PROVIDED ENTRIES:
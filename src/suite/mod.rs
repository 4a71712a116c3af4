//! Unit definitions and the suite that collects them.
//!
//! A unit describes one way to run a command: identity, shell, environment,
//! rectification policy, required flag, working-directory override. A suite
//! is the library of all actionable units, loaded from a single file or from
//! every `*.units` file in a directory.

use log::{debug, info, warn};
use serde::Deserialize;

use std::path::{Path, PathBuf};

#[derive(Debug)]
pub enum SuiteError {
    Io(PathBuf, std::io::Error),
    Parse(PathBuf, serde_json::Error),
    EnvironmentWithoutShell(String),
    EmptyRectifier(String),
    CurrentIdentity(String),
}

impl std::fmt::Display for SuiteError {
    fn fmt(&self, fmt: &mut std::fmt::Formatter) -> std::fmt::Result {
        let msg = match self {
            Self::Io(path, e) => format!("Unable to read unit file: '{}': {e}", path.display()),
            Self::Parse(path, e) => format!("Parsing error in unit file '{}': {e}", path.display()),
            Self::EnvironmentWithoutShell(name) => format!(
                "Unit '{name}' supplies an environment file but is not a shell command"
            ),
            Self::EmptyRectifier(name) => {
                format!("Unit '{name}' enables rectification but its rectifier is empty")
            }
            Self::CurrentIdentity(e) => {
                format!("Could not resolve the current user/group for unit defaults: {e}")
            }
        };
        fmt.write_str(msg.as_str())
    }
}

/// Declarative description of how to execute one command. Immutable once it
/// enters the suite.
#[derive(Clone, Debug, Deserialize)]
pub struct Unit {
    pub name: String,
    pub target: String,
    pub is_shell_command: bool,
    pub shell_definition: String,
    pub force_pty: bool,
    pub set_working_directory: bool,
    #[serde(default)]
    pub working_directory: Option<String>,
    pub rectify: bool,
    pub rectifier: String,
    pub active: bool,
    pub required: bool,
    pub set_user_context: bool,
    #[serde(default)]
    pub user: Option<String>,
    #[serde(default)]
    pub group: Option<String>,
    pub supply_environment: bool,
    #[serde(rename = "environment")]
    pub environment_file: String,
}

#[derive(Debug, Deserialize)]
struct UnitsDocument {
    units: Vec<Unit>,
}

/// The library of named units a plan draws from.
pub struct Suite {
    units: Vec<Unit>,
}

impl Suite {
    /// Load from a single file, or from every `*.units` file (non-recursive,
    /// hidden files skipped) when `units_path` is a directory.
    pub fn load(units_path: &Path) -> Result<Self, SuiteError> {
        let mut unit_files = Vec::new();
        if units_path.is_dir() {
            let entries = std::fs::read_dir(units_path)
                .map_err(|e| SuiteError::Io(units_path.to_path_buf(), e))?;
            for entry in entries {
                let entry = match entry {
                    Ok(entry) => entry,
                    Err(e) => {
                        warn!("Skipping unreadable entry in {}: {e}", units_path.display());
                        continue;
                    }
                };
                let path = entry.path();
                let hidden = path
                    .file_name()
                    .and_then(|n| n.to_str())
                    .is_some_and(|n| n.starts_with('.'));
                if hidden || !path.is_file() {
                    continue;
                }
                if path.extension().and_then(|e| e.to_str()) == Some("units") {
                    unit_files.push(path);
                }
            }
            // readdir order is arbitrary, keep loads reproducible
            unit_files.sort();
        } else {
            unit_files.push(units_path.to_path_buf());
        }

        info!("Unit files found: {}", unit_files.len());

        let (current_user, current_group) = current_identity()?;

        let mut units = Vec::new();
        for file in &unit_files {
            let raw = std::fs::read_to_string(file)
                .map_err(|e| SuiteError::Io(file.clone(), e))?;
            let document: UnitsDocument =
                serde_json::from_str(&raw).map_err(|e| SuiteError::Parse(file.clone(), e))?;

            for mut unit in document.units {
                if !unit.active {
                    debug!("Dropping inactive unit '{}'", unit.name);
                    continue;
                }
                if unit.supply_environment && !unit.is_shell_command {
                    return Err(SuiteError::EnvironmentWithoutShell(unit.name));
                }
                if unit.rectify && unit.rectifier.trim().is_empty() {
                    return Err(SuiteError::EmptyRectifier(unit.name));
                }
                if unit.user.is_none() {
                    unit.user = Some(current_user.clone());
                }
                if unit.group.is_none() {
                    unit.group = Some(current_group.clone());
                }
                info!("Added unit \"{}\" to suite", unit.name);
                units.push(unit);
            }
        }

        Ok(Self { units })
    }

    /// Linear lookup by name, first match wins.
    pub fn unit_by_name(&self, name: &str) -> Option<&Unit> {
        self.units.iter().find(|unit| unit.name == name)
    }

    pub fn len(&self) -> usize {
        self.units.len()
    }

    pub fn is_empty(&self) -> bool {
        self.units.is_empty()
    }
}

/// User and primary group names of the invoking process, used as defaults
/// for units that switch identity without naming one.
fn current_identity() -> Result<(String, String), SuiteError> {
    let user = nix::unistd::User::from_uid(nix::unistd::getuid())
        .map_err(|e| SuiteError::CurrentIdentity(e.to_string()))?
        .ok_or_else(|| SuiteError::CurrentIdentity("no passwd entry for current uid".into()))?;
    let group = nix::unistd::Group::from_gid(nix::unistd::getgid())
        .map_err(|e| SuiteError::CurrentIdentity(e.to_string()))?
        .ok_or_else(|| SuiteError::CurrentIdentity("no group entry for current gid".into()))?;
    Ok((user.name, group.name))
}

WHAT THE TASK ASKS: Every line that holds the word "Option" should be copied from the records.

EXERCISE OUTPUT:
    pub working_directory: Option<String>,
    pub user: Option<String>,
    pub group: Option<String>,
    pub fn unit_by_name(&self, name: &str) -> Option<&Unit> {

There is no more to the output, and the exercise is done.